Back to Facebook, it had played a very important role and was key to the
protests success. In the past, information is spread through word of mouth.
There isn't trust, when it's spread that way and also no images or videos. The
information that arrives isn't quite adequate.

Emails and forums are good, but due to Video websites censoring, they can't
play an important role, since only a few fraction of the Web users in Tunisia
can run a proxy.

Facebook changed everything, anti-gov. pages have from 200K to 600K fans.
That's more than the half of the connected Tunisian population. In the last
days, activity on Facebook was terrible, I would estimate that I post 50 to
100 videos, status and images; same for my friends.

Information spread essentially from these few pages with huge popularity. In a
discussion, Admins seems to be using proxies and VPN to make secure
connections and they have an anonymous Facebook account to communicate with
the protesters (receive videos, photos, and information).

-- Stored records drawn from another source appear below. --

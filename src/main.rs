use std::path::PathBuf;

use clap::{Parser, Subcommand};

mod sim;

#[derive(Parser, Debug)]
#[command(name = "orrery", about = "Procedural galaxy flight sandbox")]
struct Args {
    /// Galaxy seed
    #[arg(long, default_value_t = 123_456)]
    seed: u64,
    /// Optional galaxy generation config (TOML)
    #[arg(long)]
    galaxy_config: Option<PathBuf>,
    /// Optional ship catalog (TOML); the stock roster is used otherwise
    #[arg(long)]
    ships: Option<PathBuf>,
    #[command(subcommand)]
    command: Command,
}

#[derive(Subcommand, Debug)]
enum Command {
    /// Fly a scripted pursuit route through the galaxy
    Run {
        /// Ship model to fly
        #[arg(long, default_value = "Gladius")]
        ship: String,
        /// Number of simulation ticks
        #[arg(long, default_value_t = 3600)]
        ticks: u32,
        /// Fixed tick rate in Hz
        #[arg(long, default_value_t = 60.0)]
        tick_hz: f32,
        /// Pursuit target, world coordinates
        #[arg(long, default_value_t = 60_000.0)]
        target_x: f32,
        #[arg(long, default_value_t = 45_000.0)]
        target_y: f32,
        /// Save file written on completion (and resumed from with --resume)
        #[arg(long, default_value = "savegame.json")]
        save: PathBuf,
        /// Resume from the save file instead of starting fresh
        #[arg(long)]
        resume: bool,
    },
    /// Print the generated content of one chunk
    Inspect {
        #[arg(long)]
        cx: i32,
        #[arg(long)]
        cy: i32,
    },
}

fn main() {
    env_logger::Builder::from_env(env_logger::Env::default().default_filter_or("info")).init();
    let args = Args::parse();

    let gen_cfg = match &args.galaxy_config {
        Some(path) => match orrery_world::config::load_config_from_path(path) {
            Ok(cfg) => cfg,
            Err(e) => {
                log::warn!("galaxy config {}: {e}; using defaults", path.display());
                orrery_world::GalaxyGenConfig::default()
            }
        },
        None => orrery_world::GalaxyGenConfig::default(),
    };
    let catalog = match &args.ships {
        Some(path) => match orrery_flight::load_catalog_from_path(path) {
            Ok(c) => c,
            Err(e) => {
                log::warn!("ship catalog {}: {e}; using stock roster", path.display());
                orrery_flight::ShipCatalog::builtin()
            }
        },
        None => orrery_flight::ShipCatalog::builtin(),
    };

    match args.command {
        Command::Run {
            ship,
            ticks,
            tick_hz,
            target_x,
            target_y,
            save,
            resume,
        } => {
            let opts = sim::RunOptions {
                seed: args.seed,
                ship,
                ticks,
                tick_hz,
                target: orrery_geom::Vec2::new(target_x, target_y),
                save_path: save,
                resume,
            };
            if let Err(e) = sim::run(&opts, gen_cfg, &catalog) {
                log::error!("{e}");
                std::process::exit(1);
            }
        }
        Command::Inspect { cx, cy } => {
            sim::inspect(args.seed, gen_cfg, cx, cy);
        }
    }
}
use std::collections::VecDeque;

use hashbrown::HashMap;
use orrery_world::{ChunkCoord, Galaxy, Planet};

#[derive(Clone, Copy, Debug, Default)]
pub struct ChunkCacheStats {
    pub hits: u64,
    pub misses: u64,
    pub evictions: u64,
    pub entries: usize,
}

/// Bounded mapping from chunk coordinate to generated planets.
///
/// Recency order lives in `order`: least-recently-used at the front, with
/// insertion order breaking ties. Evicted chunks are simply dropped; their
/// content is regenerable on demand, which is what makes eviction safe.
pub struct ChunkCache {
    entries: HashMap<ChunkCoord, Vec<Planet>>,
    order: VecDeque<ChunkCoord>,
    capacity: usize,
    hits: u64,
    misses: u64,
    evictions: u64,
}

impl ChunkCache {
    pub fn new(capacity: usize) -> Self {
        Self {
            entries: HashMap::new(),
            order: VecDeque::new(),
            capacity,
            hits: 0,
            misses: 0,
            evictions: 0,
        }
    }

    #[inline]
    pub fn capacity(&self) -> usize {
        self.capacity
    }

    #[inline]
    pub fn len(&self) -> usize {
        self.entries.len()
    }

    #[inline]
    pub fn is_empty(&self) -> bool {
        self.entries.is_empty()
    }

    #[inline]
    pub fn contains(&self, coord: ChunkCoord) -> bool {
        self.entries.contains_key(&coord)
    }

    /// Resident planets for `coord`, or generate-and-insert on miss. The
    /// touched entry becomes most-recently-used either way; the cache never
    /// holds more than `capacity` chunks once this returns.
    pub fn get_or_create(&mut self, galaxy: &Galaxy, coord: ChunkCoord) -> &[Planet] {
        if self.entries.contains_key(&coord) {
            self.hits += 1;
            self.touch(coord);
        } else {
            self.misses += 1;
            let planets = galaxy.generate_chunk(coord);
            self.insert(coord, planets);
        }
        self.entries.get(&coord).map(Vec::as_slice).unwrap_or(&[])
    }

    /// Insert a chunk verbatim, bypassing generation. Used by the save codec;
    /// counts toward capacity and recency like any other insert.
    pub fn restore(&mut self, coord: ChunkCoord, planets: Vec<Planet>) {
        self.insert(coord, planets);
    }

    #[inline]
    pub fn planets(&self, coord: ChunkCoord) -> Option<&[Planet]> {
        self.entries.get(&coord).map(Vec::as_slice)
    }

    /// Mutable view for transient-flag updates; geometry is never rewritten.
    #[inline]
    pub fn planets_mut(&mut self, coord: ChunkCoord) -> Option<&mut [Planet]> {
        self.entries.get_mut(&coord).map(Vec::as_mut_slice)
    }

    /// Every resident chunk, for persistence snapshots.
    pub fn all_resident(&self) -> impl Iterator<Item = (ChunkCoord, &[Planet])> {
        self.entries.iter().map(|(c, p)| (*c, p.as_slice()))
    }

    pub fn stats(&self) -> ChunkCacheStats {
        ChunkCacheStats {
            hits: self.hits,
            misses: self.misses,
            evictions: self.evictions,
            entries: self.entries.len(),
        }
    }

    fn touch(&mut self, coord: ChunkCoord) {
        if let Some(pos) = self.order.iter().position(|c| *c == coord) {
            if let Some(entry) = self.order.remove(pos) {
                self.order.push_back(entry);
            }
        }
    }

    fn insert(&mut self, coord: ChunkCoord, planets: Vec<Planet>) {
        if self.entries.insert(coord, planets).is_some() {
            // Re-inserting an existing coordinate refreshes its recency slot.
            if let Some(pos) = self.order.iter().position(|c| *c == coord) {
                self.order.remove(pos);
            }
        }
        self.order.push_back(coord);
        self.enforce_capacity();
    }

    fn enforce_capacity(&mut self) {
        while self.order.len() > self.capacity {
            let Some(victim) = self.order.pop_front() else {
                break;
            };
            self.entries.remove(&victim);
            self.evictions += 1;
            log::debug!("evicted chunk ({}, {})", victim.cx, victim.cy);
        }
    }
}

#[cfg(test)]
mod tests {
    use super::*;
    use orrery_world::GalaxyGenConfig;

    fn galaxy() -> Galaxy {
        Galaxy::new(42, GalaxyGenConfig::default())
    }

    #[test]
    fn lru_evicts_least_recently_touched() {
        let g = galaxy();
        let mut cache = ChunkCache::new(2);
        let a = ChunkCoord::new(0, 0);
        let b = ChunkCoord::new(1, 0);
        let c = ChunkCoord::new(2, 0);

        cache.get_or_create(&g, a);
        cache.get_or_create(&g, b);
        cache.get_or_create(&g, a); // refresh A
        cache.get_or_create(&g, c); // evicts B, not A

        assert!(cache.contains(a));
        assert!(!cache.contains(b));
        assert!(cache.contains(c));
        assert_eq!(cache.stats().evictions, 1);
    }

    #[test]
    fn hit_and_miss_counters_track_accesses() {
        let g = galaxy();
        let mut cache = ChunkCache::new(4);
        let a = ChunkCoord::new(0, 0);
        cache.get_or_create(&g, a);
        cache.get_or_create(&g, a);
        cache.get_or_create(&g, ChunkCoord::new(1, 1));
        let stats = cache.stats();
        assert_eq!(stats.misses, 2);
        assert_eq!(stats.hits, 1);
        assert_eq!(stats.entries, 2);
    }

    #[test]
    fn restore_counts_toward_capacity() {
        let g = galaxy();
        let mut cache = ChunkCache::new(2);
        cache.restore(ChunkCoord::new(0, 0), Vec::new());
        cache.restore(ChunkCoord::new(1, 0), Vec::new());
        cache.get_or_create(&g, ChunkCoord::new(2, 0));
        assert_eq!(cache.len(), 2);
        assert!(!cache.contains(ChunkCoord::new(0, 0)));
    }

    #[test]
    fn eviction_loses_transient_flags() {
        let g = galaxy();
        // Find a chunk that actually has planets.
        let coord = (0..64)
            .map(|i| ChunkCoord::new(i, 0))
            .find(|&c| !g.generate_chunk(c).is_empty())
            .expect("some chunk in 64 has planets");

        let mut cache = ChunkCache::new(1);
        cache.get_or_create(&g, coord);
        cache.planets_mut(coord).unwrap()[0].show_overlay = true;

        // Force the chunk out, then regenerate it.
        cache.get_or_create(&g, coord.offset(1000, 1000));
        assert!(!cache.contains(coord));
        let regenerated = cache.get_or_create(&g, coord);
        assert!(!regenerated[0].show_overlay);
    }

    #[test]
    fn regenerated_chunk_matches_original_content() {
        let g = galaxy();
        let coord = ChunkCoord::new(5, -7);
        let mut cache = ChunkCache::new(1);
        let first = cache.get_or_create(&g, coord).to_vec();
        cache.get_or_create(&g, ChunkCoord::new(99, 99)); // evict
        let second = cache.get_or_create(&g, coord).to_vec();
        assert_eq!(first, second);
    }
}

The urgent news would take only 30 minutes at most to spread through the
network. Most of my friends, spend all the night (and dawn?) until late 4 and
5 A.M.

------
Matt_Cutts
Good for Facebook. From the article, it sounds like they did two major things:
1) shift all Tunisian IP addresses to https instead of http. 2) anyone who
logged out/in while the keylogger code was running was shown a social CAPTCHA.
The CAPTCHA asks you to identify friends in photos.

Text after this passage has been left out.